Al-Qaeda's failures since September 11th have, however, been matched by significant successes which testify to its continued ability to operate globally.
On April 16th, al-Qaeda claimed responsibility for an attack on a synagogue in the Tunisian town of Djerba a week earlier. The bomber, a resident of Lyons, France, drove a lorry loaded with fuel alongside the synagogue and blew it and himself up.
The blast killed 21 people, 14 of them German tourists. An al-Qaeda statement said the attack was carried out in response to Israel's "crimes against the Palestinian people" in the West Bank and Gaza Strip.
Both the bomber and an alleged accomplice in Germany are believed by German authorities to have had ties to known al-Qaeda activists, including the Hamburg-based hijackers behind the September 11th attacks.
In addition, the German accomplice is known to have trained in al- Qaeda camps in Afghanistan, Germany says.
Last month, Pakistani police arrested five people believed to be connected to the three main suspects in a car bomb attack which killed 11 French nationals and three Pakistanis in Karachi on May 8th.

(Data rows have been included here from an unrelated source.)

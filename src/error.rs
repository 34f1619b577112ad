//! Error types for the style tree engine
//!
//! Recoverable conditions (bad ranges, stale handles, unparsable markup) are
//! reported through [`StyleError`]. Collapsed ranges and styles that are not
//! present are not errors: the engine treats them as no-ops.

use crate::tree::NodeId;
use thiserror::Error;

/// Result alias used by every tree and engine operation
pub type StyleResult<T> = Result<T, StyleError>;

/// Errors reported by the tree model and the style engine
#[derive(Debug, Clone, PartialEq, Eq, Error)]
pub enum StyleError {
    /// Range endpoints unreachable from the root, out of bounds, or reversed
    #[error("Invalid range: {0}")]
    InvalidRange(String),

    /// Handle does not refer to a live node
    #[error("Node {0} not found")]
    NodeNotFound(NodeId),

    /// Operation requires a text leaf
    #[error("Node {0} is not a text leaf")]
    NotALeaf(NodeId),

    /// Operation requires a node that can hold children
    #[error("Node {0} cannot hold children")]
    NotAContainer(NodeId),

    /// Operation requires a node attached to a parent
    #[error("Node {0} has no parent")]
    Detached(NodeId),

    /// Character offset past the end of a leaf (or child offset past a container)
    #[error("Offset {offset} out of bounds for node {node} (length {len})")]
    OffsetOutOfBounds {
        node: NodeId,
        offset: usize,
        len: usize,
    },

    /// Linking would make a node its own ancestor
    #[error("Inserting node {0} would create a cycle")]
    WouldCycle(NodeId),

    /// The document root cannot be moved, wrapped or removed
    #[error("Cannot {0} the document root")]
    RootOperation(&'static str),

    /// Style name not in the style table
    #[error("Unknown style: {0}")]
    UnknownStyle(String),

    /// Markup could not be parsed into a tree
    #[error("Markup parsing failed: {0}")]
    Markup(String),

    /// Configuration could not be read
    #[error("Invalid configuration: {0}")]
    Config(String),
}
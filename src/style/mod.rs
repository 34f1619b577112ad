//! Formatting vocabulary shared by the tree and the engine
//!
//! - `kind`: the fixed set of style kinds and their lookup table
//! - `set`: parameterised styles and style sets

pub mod kind;
pub mod set;

pub use kind::{primary_family, KindSpec, StyleKind, ValueMatch, KIND_TABLE};
pub use set::{Style, StyleRequest, StyleSet};
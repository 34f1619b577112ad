//! Style applicator
//!
//! Aligns the range to leaf edges, then wraps each leaf inside it in its own
//! style container. Leaves that already carry the style are left alone, so
//! applying twice is the same as applying once.

use super::inspect::has_style;
use super::range::{check_range, resolve, Range, ResolvedRange};
use super::corrupted;
use crate::error::StyleResult;
use crate::style::Style;
use crate::tree::{Container, NodeId, Tree};

/// Apply `style` across `range`, returning the range to reselect
///
/// Collapsed or leafless ranges are no-ops and return `range` unchanged.
pub fn apply_style(tree: &mut Tree, style: &Style, range: &Range) -> StyleResult<Range> {
    check_range(tree, range)?;
    if range.is_collapsed() {
        log::debug!("apply {}: caret only", style);
        return Ok(*range);
    }

    let resolved = resolve(tree, range)?;
    if resolved.is_empty() || resolved.is_collapsed() {
        log::debug!("apply {}: nothing selected", style);
        return Ok(*range);
    }

    let reselect = apply_resolved(tree, style, &resolved).unwrap_or_else(|err| corrupted("apply", err));
    Ok(reselect.unwrap_or(*range))
}

fn apply_resolved(tree: &mut Tree, style: &Style, resolved: &ResolvedRange) -> StyleResult<Option<Range>> {
    let pieces = resolved.split_boundaries(tree)?;

    let mut wrapped = 0;
    for &leaf in &pieces {
        if wrap_leaf(tree, style, leaf)? {
            wrapped += 1;
        }
    }

    log::debug!(
        "apply {}: {} of {} leaves wrapped",
        style,
        wrapped,
        pieces.len()
    );
    Ok(Range::spanning(tree, &pieces))
}

/// Wrap one leaf unless it is blank or already styled
fn wrap_leaf(tree: &mut Tree, style: &Style, leaf: NodeId) -> StyleResult<bool> {
    if tree.is_blank(leaf) {
        return Ok(false);
    }
    if has_style(tree, leaf, style) {
        log::trace!("{} already has {}", leaf, style);
        return Ok(false);
    }
    tree.wrap(leaf, Container::for_style(style))?;
    Ok(true)
}
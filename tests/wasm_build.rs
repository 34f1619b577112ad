//! WASM build test
//!
//! Checks that the exported editor class works across the JS boundary.
#![cfg(target_arch = "wasm32")]

use richtext_wasm::*;
use wasm_bindgen::JsValue;
use wasm_bindgen_test::*;

wasm_bindgen_test_configure!(run_in_browser);

fn range_js(editor: &RichTextEditor, start: usize, end: usize) -> JsValue {
    let leaf = editor.engine().tree().leaves()[0];
    serde_wasm_bindgen::to_value(&Range::within(leaf, start, end)).unwrap()
}

#[wasm_bindgen_test]
fn test_editor_creation() {
    let editor = RichTextEditor::new("Hello World", JsValue::UNDEFINED);
    assert!(editor.is_ok());
}

#[wasm_bindgen_test]
fn test_apply_style_from_js_objects() {
    let mut editor = RichTextEditor::new("Hello World", JsValue::NULL).unwrap();
    let style = serde_wasm_bindgen::to_value(&Style::Bold).unwrap();

    let result = editor.apply_style(style, range_js(&editor, 0, 5));

    assert!(result.is_ok());
    assert_eq!(editor.to_markup(), "<b>Hello</b> World");
}

#[wasm_bindgen_test]
fn test_unknown_kind_is_an_error() {
    let mut editor = RichTextEditor::new("abc", JsValue::UNDEFINED).unwrap();
    let range = range_js(&editor, 0, 1);
    assert!(editor.remove_style("sparkle", range).is_err());
}

#[wasm_bindgen_test]
fn test_active_styles_names() {
    let editor = RichTextEditor::new("<i>abc</i>", JsValue::UNDEFINED).unwrap();
    let names = editor.active_styles(range_js(&editor, 0, 3)).unwrap();
    assert_eq!(names.length(), 1);
    assert_eq!(names.get(0).as_string(), Some("italic".to_string()));
}
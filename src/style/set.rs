//! Parameterised styles and style sets

use super::kind::StyleKind;
use serde::{Deserialize, Serialize};
use std::collections::BTreeSet;
use std::fmt;

/// A single formatting entry: a kind plus its parameters
///
/// Doubles as the style request sent by the toolbar.
#[derive(Debug, Clone, PartialEq, Eq, PartialOrd, Ord, Hash, Serialize, Deserialize)]
#[serde(tag = "kind", rename_all = "camelCase")]
pub enum Style {
    Bold,
    Italic,
    Underline,
    Strikethrough,
    Font { family: String },
}

/// Style requested by a collaborator (toolbar, key binding)
pub type StyleRequest = Style;

impl Style {
    pub fn font(family: impl Into<String>) -> Self {
        Style::Font {
            family: family.into(),
        }
    }

    pub fn kind(&self) -> StyleKind {
        match self {
            Style::Bold => StyleKind::Bold,
            Style::Italic => StyleKind::Italic,
            Style::Underline => StyleKind::Underline,
            Style::Strikethrough => StyleKind::Strikethrough,
            Style::Font { .. } => StyleKind::Font,
        }
    }

    pub fn family(&self) -> Option<&str> {
        match self {
            Style::Font { family } => Some(family),
            _ => None,
        }
    }

    /// Unparameterised style for a kind; `None` for `Font`, which needs a family
    pub fn plain(kind: StyleKind) -> Option<Self> {
        match kind {
            StyleKind::Bold => Some(Style::Bold),
            StyleKind::Italic => Some(Style::Italic),
            StyleKind::Underline => Some(Style::Underline),
            StyleKind::Strikethrough => Some(Style::Strikethrough),
            StyleKind::Font => None,
        }
    }
}

impl fmt::Display for Style {
    fn fmt(&self, f: &mut fmt::Formatter<'_>) -> fmt::Result {
        match self {
            Style::Font { family } => write!(f, "font:{}", family),
            other => f.write_str(other.kind().name()),
        }
    }
}

/// Set of styles active on a node or uniformly across a range
#[derive(Debug, Clone, Default, PartialEq, Eq, Serialize, Deserialize)]
#[serde(transparent)]
pub struct StyleSet(BTreeSet<Style>);

impl StyleSet {
    pub fn new() -> Self {
        Self::default()
    }

    /// Insert a style; returns false if it was already present
    pub fn insert(&mut self, style: Style) -> bool {
        self.0.insert(style)
    }

    pub fn contains(&self, style: &Style) -> bool {
        self.0.contains(style)
    }

    /// Whether any entry has this kind, whatever its parameters
    pub fn contains_kind(&self, kind: StyleKind) -> bool {
        self.0.iter().any(|s| s.kind() == kind)
    }

    /// Keep only the entries also present in `other`
    ///
    /// Font entries must agree on the family to survive.
    pub fn retain_shared(&mut self, other: &StyleSet) {
        self.0.retain(|style| other.contains(style));
    }

    pub fn is_empty(&self) -> bool {
        self.0.is_empty()
    }

    pub fn len(&self) -> usize {
        self.0.len()
    }

    pub fn iter(&self) -> impl Iterator<Item = &Style> {
        self.0.iter()
    }

    /// Display names, e.g. `["bold", "font:Arial"]`
    pub fn names(&self) -> Vec<String> {
        self.0.iter().map(|s| s.to_string()).collect()
    }
}

impl FromIterator<Style> for StyleSet {
    fn from_iter<I: IntoIterator<Item = Style>>(iter: I) -> Self {
        Self(iter.into_iter().collect())
    }
}

impl<'a> IntoIterator for &'a StyleSet {
    type Item = &'a Style;
    type IntoIter = std::collections::btree_set::Iter<'a, Style>;

    fn into_iter(self) -> Self::IntoIter {
        self.0.iter()
    }
}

The attack has been blamed on Jaish-i-Muhammad, a group which sheltered al-Qaeda fugitives and was linked to the deposed Taliban regime in Afghanistan.
On May 9th, al-Qaeda issued a statement condemning the arrest of those alleged by the Pakistani authorities to have been behind the Karachi bombing.
Al-Qaeda's ability to function since it was routed in Afghanistan has depended in part upon its continued support within Pakistan.
A senior Pakistani official said: "The arrest [of Padilla\] is a significant breakthrough in efforts to neutralise al-Qaeda but it also exposes the dangers that Pakistan has come to face. Frankly, it illustrates a wider security problem, which is that al-Qaeda has not only arrived in Pakistan but is also presenting a wider problem for us and the rest of the world."
Information leading to Padilla's arrest as well as al-Qaeda's plans to build a "dirty bomb" is said by US officials to have come from Abu Zubaydah, the highest-ranking al-Qaeda official in US custody.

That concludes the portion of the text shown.